• _SUPPLIED MATERIAL_:
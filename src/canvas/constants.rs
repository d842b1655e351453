//! Canvas constants
//!
//! Grid resolution and level-size limits.

use crate::raster::Color;

/// Pixels per world unit. One world unit is one level block.
pub const PIXELS_PER_UNIT: usize = 16;

/// Edge length of a sub-tile in pixels (one block)
pub const TILE_SIZE: usize = PIXELS_PER_UNIT;

/// Largest level canvas, in blocks
pub const MAX_LEVEL_BLOCKS: usize = 50;

/// World-space length of one pixel step, used by the imperfect line tool
pub const PIXEL_STEP: f32 = 1.0 / PIXELS_PER_UNIT as f32;

/// World map canvas: 1920x1080 reference scaled down 10x in world space
pub const MAP_WORLD_WIDTH: f32 = 1920.0 / 10.0;
pub const MAP_WORLD_HEIGHT: f32 = 1080.0 / 10.0;

/// World map canvas: 2x texture resolution of the reference size
pub const MAP_PIXEL_WIDTH: usize = 1920 * 2;
pub const MAP_PIXEL_HEIGHT: usize = 1080 * 2;

/// Grass green the map canvas is cleared to
pub const MAP_CLEAR_COLOR: Color = Color::new(138, 165, 112);
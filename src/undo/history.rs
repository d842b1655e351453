//! Bounded undo/redo stacks of delta groups

use std::collections::VecDeque;

use tracing::{debug, warn};

use super::delta::{DeltaDirection, DeltaGroup, PixelDelta};
use crate::canvas::{Canvas, CanvasLayer};

/// Default number of strokes kept for undo
pub const DEFAULT_UNDO_CAPACITY: usize = 10;

/// Resolves the canvas a delta group was recorded on
pub trait DeltaTarget {
    fn canvas_for(&mut self, layer: CanvasLayer) -> Option<&mut Canvas>;
}

/// A lone canvas answers for every layer
impl DeltaTarget for Canvas {
    fn canvas_for(&mut self, _layer: CanvasLayer) -> Option<&mut Canvas> {
        Some(self)
    }
}

/// Undo and redo stacks for canvas strokes
#[derive(Debug, Clone)]
pub struct UndoRedoEngine {
    /// Oldest at the front
    undo_stack: VecDeque<DeltaGroup>,
    redo_stack: Vec<DeltaGroup>,
    capacity: usize,
}

impl Default for UndoRedoEngine {
    fn default() -> Self {
        Self::new(DEFAULT_UNDO_CAPACITY)
    }
}

impl UndoRedoEngine {
    /// Capacity is clamped to at least one group
    pub fn new(capacity: usize) -> Self {
        Self {
            undo_stack: VecDeque::new(),
            redo_stack: Vec::new(),
            capacity: capacity.max(1),
        }
    }

    /// Record one stroke. Empty strokes are ignored. Returns whether a group
    /// was pushed.
    pub fn commit(&mut self, layer: CanvasLayer, deltas: Vec<PixelDelta>) -> bool {
        if deltas.is_empty() {
            return false;
        }

        // Clear redo stack on new edit
        self.redo_stack.clear();

        debug!(?layer, pixels = deltas.len(), "committing stroke");
        self.undo_stack.push_back(DeltaGroup { layer, deltas });

        while self.undo_stack.len() > self.capacity {
            self.undo_stack.pop_front();
        }
        true
    }

    /// Revert the most recent stroke. Returns the layer it touched.
    pub fn undo(&mut self, target: &mut dyn DeltaTarget) -> Option<CanvasLayer> {
        let layer = self.undo_stack.back()?.layer;
        let Some(canvas) = target.canvas_for(layer) else {
            warn!(?layer, "undo target canvas missing");
            return None;
        };
        let group = self.undo_stack.pop_back()?;
        canvas.apply_deltas(&group.deltas, DeltaDirection::Revert);
        self.redo_stack.push(group);
        Some(layer)
    }

    /// Re-apply the most recently undone stroke. Returns the layer it touched.
    pub fn redo(&mut self, target: &mut dyn DeltaTarget) -> Option<CanvasLayer> {
        let layer = self.redo_stack.last()?.layer;
        let Some(canvas) = target.canvas_for(layer) else {
            warn!(?layer, "redo target canvas missing");
            return None;
        };
        let group = self.redo_stack.pop()?;
        canvas.apply_deltas(&group.deltas, DeltaDirection::Reapply);
        self.undo_stack.push_back(group);
        Some(layer)
    }

    pub fn can_undo(&self) -> bool {
        !self.undo_stack.is_empty()
    }

    pub fn can_redo(&self) -> bool {
        !self.redo_stack.is_empty()
    }

    pub fn undo_len(&self) -> usize {
        self.undo_stack.len()
    }

    pub fn redo_len(&self) -> usize {
        self.redo_stack.len()
    }

    pub fn capacity(&self) -> usize {
        self.capacity
    }

    /// Forget all history (new level loaded)
    pub fn clear(&mut self) {
        self.undo_stack.clear();
        self.redo_stack.clear();
    }
}

#[cfg(test)]
mod tests {
    use super::*;
    use crate::math::Vec2;
    use crate::raster::Color;

    /// Paint one horizontal stroke and commit it
    fn stroke(canvas: &mut Canvas, history: &mut UndoRedoEngine, y: f32, color: Color) {
        canvas.begin_drawing(false);
        canvas.draw_line(Vec2::new(-0.9, y), Vec2::new(0.9, y), color, 1);
        let deltas = canvas.end_drawing();
        history.commit(CanvasLayer::Background, deltas);
    }

    #[test]
    fn test_undo_restores_and_redo_reapplies() {
        let mut canvas = Canvas::with_blocks(2, 2, Color::WHITE);
        let mut history = UndoRedoEngine::default();
        let before = canvas.pixels().clone();

        stroke(&mut canvas, &mut history, 0.1, Color::RED);
        let after = canvas.pixels().clone();
        assert_ne!(before, after);

        assert_eq!(history.undo(&mut canvas), Some(CanvasLayer::Background));
        assert_eq!(canvas.pixels(), &before);
        assert_eq!(history.redo(&mut canvas), Some(CanvasLayer::Background));
        assert_eq!(canvas.pixels(), &after);
    }

    #[test]
    fn test_empty_stacks_are_noops() {
        let mut canvas = Canvas::with_blocks(1, 1, Color::WHITE);
        let mut history = UndoRedoEngine::default();
        assert_eq!(history.undo(&mut canvas), None);
        assert_eq!(history.redo(&mut canvas), None);
        assert!(!history.commit(CanvasLayer::Background, Vec::new()));
        assert!(!history.can_undo());
    }

    #[test]
    fn test_commit_clears_redo() {
        let mut canvas = Canvas::with_blocks(2, 2, Color::WHITE);
        let mut history = UndoRedoEngine::default();
        stroke(&mut canvas, &mut history, 0.1, Color::RED);
        history.undo(&mut canvas);
        assert!(history.can_redo());
        stroke(&mut canvas, &mut history, -0.5, Color::BLUE);
        assert!(!history.can_redo());
    }

    #[test]
    fn test_capacity_evicts_oldest() {
        let mut canvas = Canvas::with_blocks(2, 2, Color::WHITE);
        let mut history = UndoRedoEngine::new(DEFAULT_UNDO_CAPACITY);
        let first_state = canvas.pixels().clone();

        // 11 strokes on distinct rows
        let mut states = vec![first_state];
        for i in 0..11 {
            let y = -0.95 + i as f32 * 0.17;
            stroke(&mut canvas, &mut history, y, Color::RED);
            states.push(canvas.pixels().clone());
        }
        assert_eq!(history.undo_len(), DEFAULT_UNDO_CAPACITY);

        // The ten most recent strokes undo in order
        for i in (1..=10).rev() {
            assert!(history.undo(&mut canvas).is_some());
            assert_eq!(canvas.pixels(), &states[i]);
        }
        // The first stroke was evicted
        assert!(!history.can_undo());
        assert_ne!(canvas.pixels(), &states[0]);
        assert_eq!(history.redo_len(), DEFAULT_UNDO_CAPACITY);
    }
}
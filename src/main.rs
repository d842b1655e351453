//! Level canvas host: paints a level's art layers in a macroquad window
//!
//! Usage: `level-canvas [level-art-file]` (defaults to `level.art`)
//!
//! Keys:
//! - B / F / I / L: brush, bucket, dropper, line
//! - 1 / 2 / 3: background, shadow, foreground layer
//! - [ / ]: brush size
//! - E: toggle delete mode, J: toggle jitter lines
//! - Ctrl+Z / Ctrl+Y: undo / redo
//! - Ctrl+S: save art and settings, Ctrl+O: reload art
//! - Ctrl+I: paste `import.png` onto the current layer
//! - Middle drag: pan, wheel: zoom

use std::path::{Path, PathBuf};

use macroquad::prelude::*;
use tracing::{error, info, warn};

use level_canvas::canvas::{CanvasLayer, DisplaySink, TILE_SIZE};
use level_canvas::editor::{CanvasEditor, EditorEvent, InputEvent, PointerButton, Tool};
use level_canvas::math::Vec2 as WorldVec;
use level_canvas::persist;
use level_canvas::raster::{Color as PixelColor, PixelBuffer};
use level_canvas::settings::DrawSettings;
use level_canvas::{logging, Canvas, LevelCanvases, VERSION};

const DEFAULT_LEVEL_PATH: &str = "level.art";
const IMPORT_PATH: &str = "import.png";
const NEW_LEVEL_BLOCKS: (usize, usize) = (24, 14);
const BACKDROP: Color = Color::new(0.11, 0.11, 0.13, 1.0);

fn window_conf() -> Conf {
    Conf {
        window_title: format!("Level Canvas v{}", VERSION),
        window_width: 1600,
        window_height: 900,
        window_resizable: true,
        high_dpi: true,
        ..Default::default()
    }
}

/// GPU side of one canvas: committed image plus the sub-tile overlay
#[derive(Default)]
struct CanvasTextures {
    canvas: Option<Texture2D>,
    overlay: Option<Texture2D>,
    size: (usize, usize),
}

impl DisplaySink for CanvasTextures {
    fn upload_pixels(&mut self, buffer: &PixelBuffer) {
        let (w, h) = (buffer.width(), buffer.height());
        let bytes = buffer.to_rgba_bytes();

        match &self.canvas {
            Some(texture) if self.size == (w, h) => {
                texture.update(&Image { bytes, width: w as u16, height: h as u16 });
            }
            _ => {
                let canvas = Texture2D::from_rgba8(w as u16, h as u16, &bytes);
                canvas.set_filter(FilterMode::Nearest);
                let overlay = Texture2D::from_rgba8(w as u16, h as u16, &vec![0; w * h * 4]);
                overlay.set_filter(FilterMode::Nearest);
                self.canvas = Some(canvas);
                self.overlay = Some(overlay);
                self.size = (w, h);
            }
        }
    }

    fn upload_tile_region(&mut self, tile_x: usize, tile_y: usize, pixels: &[PixelColor]) {
        let Some(overlay) = &self.overlay else {
            return;
        };
        let bytes: Vec<u8> = pixels.iter().flat_map(|c| c.to_bytes()).collect();
        let image = Image { bytes, width: TILE_SIZE as u16, height: TILE_SIZE as u16 };
        overlay.update_part(
            &image,
            (tile_x * TILE_SIZE) as i32,
            (tile_y * TILE_SIZE) as i32,
            TILE_SIZE as i32,
            TILE_SIZE as i32,
        );
    }
}

/// World-to-screen mapping (y up in the world, down on screen)
struct View {
    center: WorldVec,
    /// Screen pixels per world unit
    zoom: f32,
}

impl View {
    fn fit(canvas: &Canvas) -> Self {
        let size = canvas.scale();
        let zoom = (screen_width() / (size.x * 1.1)).min(screen_height() / (size.y * 1.1));
        Self {
            center: canvas.transform().position,
            zoom: zoom.max(1.0),
        }
    }

    fn to_screen(&self, world: WorldVec) -> (f32, f32) {
        (
            screen_width() / 2.0 + (world.x - self.center.x) * self.zoom,
            screen_height() / 2.0 - (world.y - self.center.y) * self.zoom,
        )
    }

    fn to_world(&self, (x, y): (f32, f32)) -> WorldVec {
        WorldVec::new(
            self.center.x + (x - screen_width() / 2.0) / self.zoom,
            self.center.y - (y - screen_height() / 2.0) / self.zoom,
        )
    }
}

fn to_screen_color(c: PixelColor) -> Color {
    Color::from_rgba(c.r, c.g, c.b, c.a)
}

/// Pointer events for this frame
fn collect_input(view: &View, mouse_captured: &mut bool) -> Vec<InputEvent> {
    let position = view.to_world(mouse_position());
    let mut events = Vec::new();

    let pressed = if is_mouse_button_pressed(MouseButton::Left) {
        Some(PointerButton::Primary)
    } else if is_mouse_button_pressed(MouseButton::Right) {
        Some(PointerButton::Secondary)
    } else {
        None
    };

    if let Some(button) = pressed {
        if !*mouse_captured {
            *mouse_captured = true;
            events.push(InputEvent::PointerDown { position, button });
        }
    } else if *mouse_captured {
        let held = is_mouse_button_down(MouseButton::Left) || is_mouse_button_down(MouseButton::Right);
        if held {
            events.push(InputEvent::PointerDrag { position });
        } else {
            *mouse_captured = false;
            events.push(InputEvent::PointerUp { position });
        }
    }
    events
}

fn load_level(path: &Path, editor: &mut CanvasEditor) {
    match persist::load_level_art(path) {
        Ok(canvases) => editor.load_canvases(canvases),
        Err(e) => error!(path = %path.display(), "failed to load level art: {}", e),
    }
}

/// Keyboard shortcuts. Returns true when the view should refit the level.
fn handle_keys(editor: &mut CanvasEditor, level_path: &Path, settings_path: Option<&Path>) -> bool {
    let ctrl = is_key_down(KeyCode::LeftControl) || is_key_down(KeyCode::RightControl);
    let shift = is_key_down(KeyCode::LeftShift) || is_key_down(KeyCode::RightShift);

    if ctrl {
        if is_key_pressed(KeyCode::Z) {
            if shift { editor.redo(); } else { editor.undo(); }
        }
        if is_key_pressed(KeyCode::Y) {
            editor.redo();
        }
        if is_key_pressed(KeyCode::S) {
            if let Err(e) = persist::save_level_art(level_path, editor.canvases()) {
                error!("failed to save level art: {}", e);
            }
            if let Some(path) = settings_path {
                if let Err(e) = editor.settings().save(path) {
                    warn!("failed to save settings: {}", e);
                }
            }
        }
        if is_key_pressed(KeyCode::O) {
            load_level(level_path, editor);
            return true;
        }
        if is_key_pressed(KeyCode::I) {
            match persist::import_png(IMPORT_PATH) {
                Ok(image) => {
                    editor.import_image(&image);
                }
                Err(e) => warn!("failed to import {}: {}", IMPORT_PATH, e),
            }
        }
        return false;
    }

    let tools = [
        (KeyCode::B, Tool::Brush),
        (KeyCode::F, Tool::Bucket),
        (KeyCode::I, Tool::Dropper),
        (KeyCode::L, Tool::Line),
    ];
    for (key, tool) in tools {
        if is_key_pressed(key) {
            editor.set_tool(tool);
        }
    }

    let layers = [
        (KeyCode::Key1, CanvasLayer::Background),
        (KeyCode::Key2, CanvasLayer::Shadow),
        (KeyCode::Key3, CanvasLayer::Foreground),
    ];
    for (key, layer) in layers {
        if is_key_pressed(key) {
            editor.set_layer(layer);
        }
    }

    let size = editor.settings().brush_size;
    if is_key_pressed(KeyCode::LeftBracket) {
        editor.set_brush_size(size.saturating_sub(1));
    }
    if is_key_pressed(KeyCode::RightBracket) {
        editor.set_brush_size(size + 1);
    }

    if is_key_pressed(KeyCode::E) {
        editor.set_delete_mode(!editor.delete_mode());
    }
    if is_key_pressed(KeyCode::J) {
        let mut settings = editor.settings().clone();
        settings.show_jitter_lines = !settings.show_jitter_lines;
        editor.set_settings(settings);
    }
    false
}

fn draw_canvas(view: &View, canvas: &Canvas, textures: &CanvasTextures) {
    let transform = canvas.transform();
    let top_left = WorldVec::new(
        transform.position.x + transform.bottom_left().x,
        transform.position.y + transform.top_right().y,
    );
    let (x, y) = view.to_screen(top_left);
    let params = DrawTextureParams {
        dest_size: Some(vec2(transform.size.x * view.zoom, transform.size.y * view.zoom)),
        // Row 0 is the bottom of the art
        flip_y: true,
        ..Default::default()
    };
    for texture in [&textures.canvas, &textures.overlay].into_iter().flatten() {
        draw_texture_ex(texture, x, y, WHITE, params.clone());
    }
}

fn draw_polyline(view: &View, points: &[WorldVec], color: Color) {
    for pair in points.windows(2) {
        let (x0, y0) = view.to_screen(pair[0]);
        let (x1, y1) = view.to_screen(pair[1]);
        draw_line(x0, y0, x1, y1, 1.0, color);
    }
}

fn draw_hud(editor: &CanvasEditor) {
    let settings = editor.settings();
    let tool = editor.tool();
    let size = if tool.uses_brush_size() {
        format!("  |  size {}", settings.brush_size)
    } else {
        String::new()
    };
    let lines = [
        format!(
            "{}  |  {}{}{}",
            tool.label(),
            editor.layer().label(),
            size,
            if editor.delete_mode() { "  |  DELETE" } else { "" },
        ),
        format!(
            "undo {}  redo {}",
            if editor.can_undo() { "yes" } else { "no" },
            if editor.can_redo() { "yes" } else { "no" },
        ),
    ];
    for (i, line) in lines.iter().enumerate() {
        draw_text(line, 12.0, 24.0 + i as f32 * 20.0, 20.0, WHITE);
    }

    let swatches = [settings.primary_color, settings.secondary_color];
    for (i, swatch) in swatches.iter().enumerate() {
        let x = 12.0 + i as f32 * 28.0;
        draw_rectangle(x, 56.0, 24.0, 24.0, to_screen_color(*swatch));
        draw_rectangle_lines(x, 56.0, 24.0, 24.0, 1.0, GRAY);
    }
}

#[macroquad::main(window_conf)]
async fn main() {
    #[cfg(not(target_arch = "wasm32"))]
    crashlog::setup!(crashlog::cargo_metadata!().capitalized(), false);

    logging::init(cfg!(debug_assertions));

    let level_path = std::env::args()
        .nth(1)
        .map(PathBuf::from)
        .unwrap_or_else(|| PathBuf::from(DEFAULT_LEVEL_PATH));

    let settings_path = DrawSettings::default_path();
    let settings = match &settings_path {
        Some(path) => DrawSettings::load_or_default(path).unwrap_or_else(|e| {
            warn!("ignoring settings at {}: {}", path.display(), e);
            DrawSettings::default()
        }),
        None => DrawSettings::default(),
    };

    let mut editor = CanvasEditor::new(LevelCanvases::new(), settings);
    if level_path.exists() {
        load_level(&level_path, &mut editor);
    }
    if !editor.canvases().is_initialized() {
        let (w, h) = NEW_LEVEL_BLOCKS;
        editor.new_level(w, h, WorldVec::new(w as f32 / 2.0, h as f32 / 2.0));
    }
    info!(path = %level_path.display(), "editing level art");

    let mut textures: [CanvasTextures; 3] = Default::default();
    let mut view = View::fit(editor.current_canvas());
    let mut mouse_captured = false;
    let mut last_mouse = mouse_position();

    loop {
        // Pan and zoom
        let mouse = mouse_position();
        if is_mouse_button_down(MouseButton::Middle) {
            view.center.x -= (mouse.0 - last_mouse.0) / view.zoom;
            view.center.y += (mouse.1 - last_mouse.1) / view.zoom;
        }
        last_mouse = mouse;
        let (_, wheel) = mouse_wheel();
        if wheel != 0.0 {
            view.zoom = (view.zoom * if wheel > 0.0 { 1.1 } else { 1.0 / 1.1 }).clamp(1.0, 400.0);
        }

        if !mouse_captured && handle_keys(&mut editor, &level_path, settings_path.as_deref()) {
            textures = Default::default();
            view = View::fit(editor.current_canvas());
        }

        let input = collect_input(&view, &mut mouse_captured);
        for event in editor.update(&input) {
            if let EditorEvent::StrokeCommitted { layer, pixels } = event {
                tracing::debug!(?layer, pixels, "stroke committed");
            }
        }

        clear_background(BACKDROP);

        for (i, layer) in CanvasLayer::ALL.into_iter().enumerate() {
            let canvas = editor.canvases_mut().get_mut(layer);
            canvas.present(&mut textures[i]);
            if canvas.is_initialized() && canvas.is_visible() {
                draw_canvas(&view, canvas, &textures[i]);
            }
        }

        if let Some((start, end, color)) = editor.line_preview() {
            draw_polyline(&view, &[start, end], to_screen_color(PixelColor { a: 255, ..color }));
        }
        if editor.settings().show_jitter_lines {
            if let Some(stroke) = editor.stroke().filter(|s| s.tool == Tool::Brush) {
                draw_polyline(&view, &stroke.raw, RED);
            }
            if let Some(overlay) = editor.jitter_overlay() {
                draw_polyline(&view, &overlay.reference, GREEN);
            }
        }

        draw_hud(&editor);

        next_frame().await;
    }
}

• _TASK ITEM_:
Among the entries above, the line containing "pub fn undo_len(&self)", the line containing "pub fn clear(&mut", and all lines between them are to be restated word for word; nothing else belongs in the reply.

• _EXERCISE SOLUTION_:
    pub fn undo_len(&self) -> usize {
        self.undo_stack.len()
    }

    pub fn redo_len(&self) -> usize {
        self.redo_stack.len()
    }

    pub fn capacity(&self) -> usize {
        self.capacity
    }

    /// Forget all history (new level loaded)
    pub fn clear(&mut self) {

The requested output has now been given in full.